The agenda of this learning group revolves around a systematic follow-up of questions related to the role of visuality and visual culture in the context of transcultural flows and asymmetries between Asia and Europe and within Asia. A core group of scholars from Heidelberg and abroad engage in key arenas of transcultural visual culture in terms of theory and methods within their research fields: "archiving practices" (2009); "icon: affect and spectacle" (2010); "colour: transculturality's sensoriums" (2011). They share an interest in overcoming Eurocentric concepts of looking at and researching ‘visuality’, emphasising the transcultural entanglements of images and image-related practices as they journey across the globe, history, media spaces and social contexts. The idea of the learning group is to address the structural anomaly of visual flows, to enable faculty to thoroughly discuss key issues related to the cluster and to learn from peers as well as experts in the field.

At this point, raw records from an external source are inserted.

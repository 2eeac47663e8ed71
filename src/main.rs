//! Batch head pose annotator for 68-point landmark records.

use anyhow::{Context, Result};
use clap::Parser;
use head_pose_annotator::{batch::run_batch, cli::Args, config::Config};
use log::{error, info};

fn main() -> Result<()> {
    // Parse command line arguments
    let args = Args::parse();

    // Initialize logger
    env_logger::init_from_env(env_logger::Env::new().default_filter_or(args.default_log_filter()));

    // Load configuration if provided
    let mut config = if let Some(config_path) = &args.config {
        info!("Loading configuration from: {}", config_path.display());
        Config::from_file(config_path)
            .with_context(|| format!("Failed to load config file {}", config_path.display()))?
    } else {
        Config::default()
    };
    args.apply_to(&mut config);

    if args.print_config {
        print!("{}", config.to_yaml()?);
        return Ok(());
    }

    let summary = run_batch(&args.roots, &config).inspect_err(|e| error!("Batch aborted: {e}"))?;

    info!(
        "Done: {} of {} records annotated",
        summary.annotated,
        summary.total()
    );

    Ok(())
}
//! Head pose estimation from 68-point facial landmarks.
//!
//! This library recovers the rotation of a head relative to a calibrated
//! camera from a single set of 2D facial landmarks:
//! - A fixed 14-point 3D face model paired with landmark indices
//! - A Perspective-n-Point solver (linear initialisation followed by
//!   Levenberg-Marquardt refinement of the reprojection error)
//! - An RQ decomposition of `[R | t]` into pitch, yaw and roll
//!
//! On top of the solver sit a reader and append-only writer for landmark
//! record files, image overlays and a parallel batch annotator.
//!
//! The estimation pipeline consists of:
//! 1. Selecting the 14 model landmarks from the 68-point set
//! 2. Solving for the pose that projects the model onto them
//! 3. Decomposing the pose into Euler angles in degrees
//!
//! # Examples
//!
//! ## Basic Usage
//!
//! ```no_run
//! use head_pose_annotator::{config::RecordConfig, landmark_file::read_record, pose_estimation::PoseEstimator};
//!
//! # fn main() -> Result<(), Box<dyn std::error::Error>> {
//! let estimator = PoseEstimator::default();
//!
//! // 68 landmarks in pixel coordinates
//! let landmarks = read_record("indoor_001.txt", &RecordConfig::default())?.landmarks;
//!
//! match estimator.estimate_from_landmarks(&landmarks) {
//!     Ok(pose) => println!(
//!         "Pitch: {:.2}°, Yaw: {:.2}°, Roll: {:.2}°",
//!         pose.euler_angles.pitch, pose.euler_angles.yaw, pose.euler_angles.roll
//!     ),
//!     // degenerate or non-converging samples carry no pose
//!     Err(e) if e.is_recoverable_per_sample() => eprintln!("No pose for this sample: {e}"),
//!     Err(e) => return Err(e.into()),
//! }
//! # Ok(())
//! # }
//! ```
//!
//! ## Annotating a Record File
//!
//! ```no_run
//! use head_pose_annotator::{
//!     config::RecordConfig,
//!     landmark_file::{append_pose, read_record},
//!     pose_estimation::PoseEstimator,
//! };
//!
//! # fn main() -> Result<(), Box<dyn std::error::Error>> {
//! let record = read_record("indoor_001.txt", &RecordConfig::default())?;
//! if !record.is_annotated() {
//!     let pose = PoseEstimator::default().estimate_from_landmarks(&record.landmarks)?;
//!     append_pose("indoor_001.txt", &pose.euler_angles)?;
//! }
//! # Ok(())
//! # }
//! ```
//!
//! ## Batch Processing
//!
//! ```no_run
//! use head_pose_annotator::{batch::run_batch, config::Config};
//! use std::path::PathBuf;
//!
//! # fn main() -> Result<(), Box<dyn std::error::Error>> {
//! let mut config = Config::default();
//! config.batch.annotate_dir = Some(PathBuf::from("overlays"));
//!
//! let summary = run_batch(&[PathBuf::from("300W/01_Indoor")], &config)?;
//! println!("{} annotated, {} skipped", summary.annotated, summary.skipped.len());
//! # Ok(())
//! # }
//! ```

/// Camera intrinsics, distortion and point projection
pub mod camera;

/// 3D face model and landmark correspondence
pub mod face_model;

/// Rotation representations and RQ decomposition into Euler angles
pub mod rotation;

/// Head pose estimation module using `PnP` algorithm
pub mod pose_estimation;

/// Landmark record reading and pose line writing
pub mod landmark_file;

/// Landmark and pose cube overlays
pub mod overlay;

/// Parallel annotation of record directories
pub mod batch;

/// Command line interface definition
pub mod cli;

/// Utility functions for rounding and numeric conversions
pub mod utils;

/// Error types and result handling
pub mod error;

/// Constants used throughout the library
pub mod constants;

/// Configuration management
pub mod config;

pub use error::{Error, Result};
pub use pose_estimation::{estimate_pose, PoseEstimate, PoseEstimator};
pub use rotation::EulerAngles;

Another aim is to engage, beyond the frame of the individual research questions, with given topics of the cluster, addressing concepts of publicity, media flows and shifts, migrating images and people.
B4, the “Transcultural Visuality Learning group”, rests on three pillars. First, it takes the shape of annual workshops at which key issues of transcultural visual culture are addressed in terms of theory and methods within and beyond each member's own research fields. The core members are joined by invited scholars and graduate students from Heidelberg University and elsewhere, and by external experts who attend and stimulate the particular topics of each of the annual workshops.<o:p></o:p>
The reading group
The Transcultural Visuality Learning Group also explores questions of visual flows and asymmetries in such a way that will enable its members to enrich their own research and engagement with visual culture and histories, and to stimulate ongoing discussions among members of the group and the Cluster as well as a larger interested audience from the fields of art history, history, anthropology and area studies. The objective of the learning group is to go beyond usual conference structures by meeting annually in a workshop context, which allows reading and discussing texts intensively in an interdisciplinary environment.
Database work and digital research architecture
A third core activity of B4 is its contribution to the digital research architecture developed by Heidelberg University (HRA). The project is particularly committed to building an extensive visual database, the “Transcultural Image Database”, to enrich both research and innovative teaching methods related to transculturality and new media technologies. The database not only digitizes various visual research materials but also annotates these materials with extensive metadata. In this, B4 has worked in particular on the improvement of the Heidicon image database by writing a standardised Metadata Manual, and on the development of a new visual database software, Tamboti, which is tailored to the project’s particular needs. Our new manual allows for a more profound inclusion of metadata and the exportation of the implemented information to the new software.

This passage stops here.